## WHAT IS NEEDED:
Only the lines from the first line of the records through the line containing "tree.rebalance();" belong in the answer. Copy them exactly.

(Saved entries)

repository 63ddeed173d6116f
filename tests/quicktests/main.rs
#[macro_use]
extern crate quickcheck_macros;

mod tree;
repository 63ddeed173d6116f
//! Builds a tree out of random keys, knocks it off balance, rebalances it and
//! prints it along the way. Run with `RUST_LOG=debug` to see the tree's logs.

use ordered_tree::Tree;
use rand::Rng;

fn print_orders(tree: &Tree<u32>) {
    println!("level order: {:?}", tree.level_order());
    println!("preorder:    {:?}", tree.preorder());
    println!("postorder:   {:?}", tree.postorder());
    println!("inorder:     {:?}", tree.inorder());
}

fn main() {
    pretty_env_logger::init();

    let mut rng = rand::thread_rng();
    let keys: Vec<u32> = (0..10).map(|_| rng.gen_range(0..100)).collect();
    println!("random keys: {:?}\n", keys);

    let mut tree = Tree::build(keys);
    print!("{}", tree);
    println!("balanced: {}", tree.is_balanced());
    print_orders(&tree);

    for key in [120, 130, 140] {
        tree.insert(key);
    }
    println!("\nafter inserting 120, 130 and 140:");
    print!("{}", tree);
    println!("balanced: {}", tree.is_balanced());

    tree.rebalance();
    println!("\nafter rebalancing:");
    print!("{}", tree);
    println!("balanced: {}", tree.is_balanced());
    print_orders(&tree);

    let root = tree.root().map(|n| *n.key());
    if let Some(root) = root {
        tree.delete(&root);
        println!("\nafter deleting the root ({}):", root);
        print!("{}", tree);
    }
}
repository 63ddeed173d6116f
//! Depth-first and breadth-first walks over a tree.
//!
//! Every walk is driven by a [`Visitor`]. Any `FnMut(&Node<K>)` closure is a
//! visitor, and collecting keys into a `Vec` is just one more visitor. None of
//! the walks touch the tree, so they can be repeated as often as needed.

use std::collections::VecDeque;

use crate::node::Node;

/// The order in which a walk visits the nodes of a tree.
#[derive(Clone, Copy, Debug, PartialEq, Eq, Hash)]
pub enum Order {
    /// Node, then its left subtree, then its right subtree.
    Pre,
    /// Left subtree, then the node, then the right subtree. This yields keys in
    /// ascending order.
    In,
    /// Left subtree, then right subtree, then the node.
    Post,
    /// Breadth first: the root, then every node one level down from left to
    /// right, and so on.
    Level,
}

/// Something that wants to see every node of a walk.
pub trait Visitor<'a, K> {
    /// Called once per node, in the order of the walk.
    fn visit(&mut self, node: &'a Node<K>);
}

impl<'a, K: 'a, F> Visitor<'a, K> for F
where
    F: FnMut(&'a Node<K>),
{
    fn visit(&mut self, node: &'a Node<K>) {
        self(node)
    }
}

/// Gathers the keys of the visited nodes in visiting order.
pub(crate) struct Collect<'a, K>(pub(crate) Vec<&'a K>);

impl<'a, K> Visitor<'a, K> for Collect<'a, K> {
    fn visit(&mut self, node: &'a Node<K>) {
        self.0.push(&node.key);
    }
}

/// Walks the subtree under `root` in the given order. An empty subtree visits
/// nothing.
pub(crate) fn walk<'a, K, V>(root: Option<&'a Node<K>>, order: Order, visitor: &mut V)
where
    V: Visitor<'a, K> + ?Sized,
{
    let root = match root {
        Some(root) => root,
        None => return,
    };

    match order {
        Order::Pre => preorder(root, visitor),
        Order::In => inorder(root, visitor),
        Order::Post => postorder(root, visitor),
        Order::Level => level_order(root, visitor),
    }
}

fn preorder<'a, K, V>(node: &'a Node<K>, visitor: &mut V)
where
    V: Visitor<'a, K> + ?Sized,
{
    visitor.visit(node);
    if let Some(left) = node.left() {
        preorder(left, visitor);
    }
    if let Some(right) = node.right() {
        preorder(right, visitor);
    }
}

fn inorder<'a, K, V>(node: &'a Node<K>, visitor: &mut V)
where
    V: Visitor<'a, K> + ?Sized,
{
    if let Some(left) = node.left() {
        inorder(left, visitor);
    }
    visitor.visit(node);
    if let Some(right) = node.right() {
        inorder(right, visitor);
    }
}

fn postorder<'a, K, V>(node: &'a Node<K>, visitor: &mut V)
where
    V: Visitor<'a, K> + ?Sized,
{
    if let Some(left) = node.left() {
        postorder(left, visitor);
    }
    if let Some(right) = node.right() {
        postorder(right, visitor);
    }
    visitor.visit(node);
}

fn level_order<'a, K, V>(root: &'a Node<K>, visitor: &mut V)
where
    V: Visitor<'a, K> + ?Sized,
{
    let mut queue = VecDeque::new();
    queue.push_back(root);

    while let Some(node) = queue.pop_front() {
        visitor.visit(node);
        if let Some(left) = node.left() {
            queue.push_back(left);
        }
        if let Some(right) = node.right() {
            queue.push_back(right);
        }
    }
}

/// A lazy, ascending iterator over the keys of a [`Tree`][crate::Tree].
///
/// Created by [`Tree::iter`][crate::Tree::iter].
#[derive(Clone, Debug)]
pub struct Iter<'a, K> {
    /// Nodes whose left subtree has been pushed but which haven't been yielded.
    stack: Vec<&'a Node<K>>,
}

impl<'a, K> Iter<'a, K> {
    pub(crate) fn new(root: Option<&'a Node<K>>) -> Self {
        let mut iter = Self { stack: Vec::new() };
        iter.push_left_spine(root);
        iter
    }

    fn push_left_spine(&mut self, mut node: Option<&'a Node<K>>) {
        while let Some(n) = node {
            self.stack.push(n);
            node = n.left();
        }
    }
}

impl<'a, K> Iterator for Iter<'a, K> {
    type Item = &'a K;

    fn next(&mut self) -> Option<Self::Item> {
        let node = self.stack.pop()?;
        self.push_left_spine(node.right());
        Some(&node.key)
    }
}

impl<'a, K> std::iter::FusedIterator for Iter<'a, K> {}
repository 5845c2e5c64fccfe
//! The move tape: the sequence of move-names a progression consumes.
//!
//! A tape is a read-only cursor over the move-names recorded since the
//! most recent phase transition, with the candidate move appended at
//! the end. Groups consume tape *prefixes*: given a tape they return
//! either an error or the unconsumed suffix.
//!
//! Tapes are cheap `Copy` views; they live only for the duration of a
//! single legality check.

/// Cursor over a slice of move-names, consumed left to right.
#[derive(Clone, Copy, Debug)]
pub struct Tape<'a> {
    names: &'a [String],
}

impl<'a> Tape<'a> {
    /// Create a tape over the given names.
    #[must_use]
    pub fn new(names: &'a [String]) -> Self {
        Self { names }
    }

    /// The name at the head of the tape, if any.
    #[must_use]
    pub fn head(&self) -> Option<&'a str> {
        self.names.first().map(String::as_str)
    }

    /// The tape with the head consumed. An empty tape stays empty.
    #[must_use]
    pub fn advance(&self) -> Tape<'a> {
        match self.names.split_first() {
            Some((_, rest)) => Tape { names: rest },
            None => *self,
        }
    }

    /// Whether every name has been consumed.
    #[must_use]
    pub fn is_empty(&self) -> bool {
        self.names.is_empty()
    }

    /// Names remaining on the tape.
    #[must_use]
    pub fn len(&self) -> usize {
        self.names.len()
    }
}
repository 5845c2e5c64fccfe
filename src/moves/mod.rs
//! The move system: template base, higher-order templates, and the
//! auto-configurer.

pub mod apply_until;
pub mod auto;
pub mod base;
pub mod components;
pub mod config;
pub mod error;
pub mod install;
pub mod round_robin;
pub mod start_phase;

pub use apply_until::{
    ApplyCountTimes, ApplyUntil, ApplyUntilCount, ApplyUntilHooks, CountDirection,
};
pub use auto::AutoConfigurer;
pub use base::{display_name, Move};
pub use components::{
    collect_all_components, collect_components_until_game_count_left,
    collect_components_until_game_count_reached, collect_components_until_player_count_left,
    collect_components_until_player_count_reached, collect_count_components, deal_all_components,
    deal_components_until_game_count_left, deal_components_until_game_count_reached,
    deal_components_until_player_count_left, deal_components_until_player_count_reached,
    deal_count_components, move_all_components, move_components_until_count_left,
    move_components_until_count_reached, move_count_components, ComponentTransfer, FixedTransfer,
};
pub use config::{factory, CustomConfig, MoveConfig, MoveFactory, MoveInfo};
pub use error::{ApplyError, ConfigError, LegalError};
pub use install::{add, add_for_phase, add_ordered_for_phase, combine};
pub use round_robin::{RoundRobin, RoundRobinHooks, RoundRobinProperties};
pub use start_phase::StartPhase;
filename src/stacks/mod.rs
//! Component stacks (sized and growable) and the unit move between them.

pub mod stack;

pub use stack::{move_component, ComponentId, Stack, StackError};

## RESPONSE BOX:
repository 63ddeed173d6116f
filename tests/quicktests/main.rs
#[macro_use]
extern crate quickcheck_macros;

mod tree;
repository 63ddeed173d6116f
//! Builds a tree out of random keys, knocks it off balance, rebalances it and
//! prints it along the way. Run with `RUST_LOG=debug` to see the tree's logs.

use ordered_tree::Tree;
use rand::Rng;

fn print_orders(tree: &Tree<u32>) {
    println!("level order: {:?}", tree.level_order());
    println!("preorder:    {:?}", tree.preorder());
    println!("postorder:   {:?}", tree.postorder());
    println!("inorder:     {:?}", tree.inorder());
}

fn main() {
    pretty_env_logger::init();

    let mut rng = rand::thread_rng();
    let keys: Vec<u32> = (0..10).map(|_| rng.gen_range(0..100)).collect();
    println!("random keys: {:?}\n", keys);

    let mut tree = Tree::build(keys);
    print!("{}", tree);
    println!("balanced: {}", tree.is_balanced());
    print_orders(&tree);

    for key in [120, 130, 140] {
        tree.insert(key);
    }
    println!("\nafter inserting 120, 130 and 140:");
    print!("{}", tree);
    println!("balanced: {}", tree.is_balanced());

    tree.rebalance();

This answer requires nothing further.